[Extracted data entries]
* * * *
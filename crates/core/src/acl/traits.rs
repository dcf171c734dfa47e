use async_trait::async_trait;

use super::error::Result;
use super::types::IdentityProvider;

/// Remote access-control API for identity providers.
///
/// Writes are full-record replacements. There is no partial patch and no
/// conditional write, so callers that merge must read first and accept the
/// read-modify-write window between the two calls.
#[async_trait]
pub trait IdentityProviderApi: Send + Sync {
    /// Creates a new identity provider and returns the stored record.
    async fn create_identity_provider(&self, idp: &IdentityProvider) -> Result<IdentityProvider>;

    /// Gets an identity provider by name. `None` means it does not exist.
    async fn read_identity_provider(&self, name: &str) -> Result<Option<IdentityProvider>>;

    /// Lists all identity providers.
    async fn list_identity_providers(&self) -> Result<Vec<IdentityProvider>>;

    /// Replaces the identity provider named by `idp.name`.
    async fn update_identity_provider(&self, idp: &IdentityProvider) -> Result<IdentityProvider>;
}
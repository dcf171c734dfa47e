mod error;
mod requests;
mod traits;
mod types;
pub mod value;

pub use error::{ApiError, IdentityProviderError, Result};
pub use requests::{CreateIdentityProviderRequest, UpdateIdentityProviderRequest, UpdateMode};
pub use traits::IdentityProviderApi;
pub use types::{IdentityProvider, IdentityProviderType};
pub use value::{resolve_value, ValueError, ValueSource};
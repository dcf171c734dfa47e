//! idpctl CLI entry point.

use std::process::ExitCode;

use clap::Parser;
use idpctl_client::cli::Cli;
use tracing_subscriber::{layer::SubscriberExt, util::SubscriberInitExt};

fn init_tracing(verbose: bool) {
    let default_filter = if verbose {
        "idpctl_client=debug,idpctl_core=debug"
    } else {
        "warn"
    };

    tracing_subscriber::registry()
        .with(
            tracing_subscriber::EnvFilter::try_from_default_env()
                .unwrap_or_else(|_| default_filter.into()),
        )
        .with(tracing_subscriber::fmt::layer().with_writer(std::io::stderr))
        .init();
}

#[tokio::main(flavor = "current_thread")]
async fn main() -> ExitCode {
    let cli = Cli::parse();
    init_tracing(cli.verbose);

    let mut out = std::io::stdout();
    let mut err = std::io::stderr();
    let code = idpctl_client::run(cli, &mut out, &mut err).await;

    ExitCode::from(code)
}
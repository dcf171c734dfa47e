//! Client error types.

use idpctl_core::acl::ApiError;
use thiserror::Error;

/// Result type alias for client module.
pub type Result<T> = std::result::Result<T, ClientError>;

/// Errors that can occur during client operations.
#[derive(Error, Debug)]
pub enum ClientError {
    #[error("HTTP request failed: {0}")]
    Request(#[from] reqwest::Error),

    #[error("Server returned {status}: {message}")]
    ServerError { status: u16, message: String },

    #[error("Identity provider not found: {name}")]
    NotFound { name: String },

    #[error("Invalid HTTP address '{addr}': {source}")]
    InvalidAddress {
        addr: String,
        #[source]
        source: url::ParseError,
    },

    #[error("JSON error: {0}")]
    Json(#[from] serde_json::Error),
}

impl From<ClientError> for ApiError {
    fn from(err: ClientError) -> Self {
        match err {
            ClientError::NotFound { name } => ApiError::NotFound { name },
            ClientError::ServerError { status, message } => ApiError::Server { status, message },
            ClientError::Request(e) if e.is_decode() => ApiError::InvalidResponse(e.to_string()),
            ClientError::Request(e) => ApiError::Transport(e.to_string()),
            ClientError::Json(e) => ApiError::InvalidResponse(e.to_string()),
            ClientError::InvalidAddress { addr, source } => {
                ApiError::Transport(format!("invalid address '{addr}': {source}"))
            }
        }
    }
}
* * * *
Beginning at the line above that contains "pub trait IdentityProviderApi: Send", return each line exactly through the line that contains "does not exist.", and no others.

### Exercise result
pub trait IdentityProviderApi: Send + Sync {
    /// Creates a new identity provider and returns the stored record.
    async fn create_identity_provider(&self, idp: &IdentityProvider) -> Result<IdentityProvider>;

    /// Gets an identity provider by name. `None` means it does not exist.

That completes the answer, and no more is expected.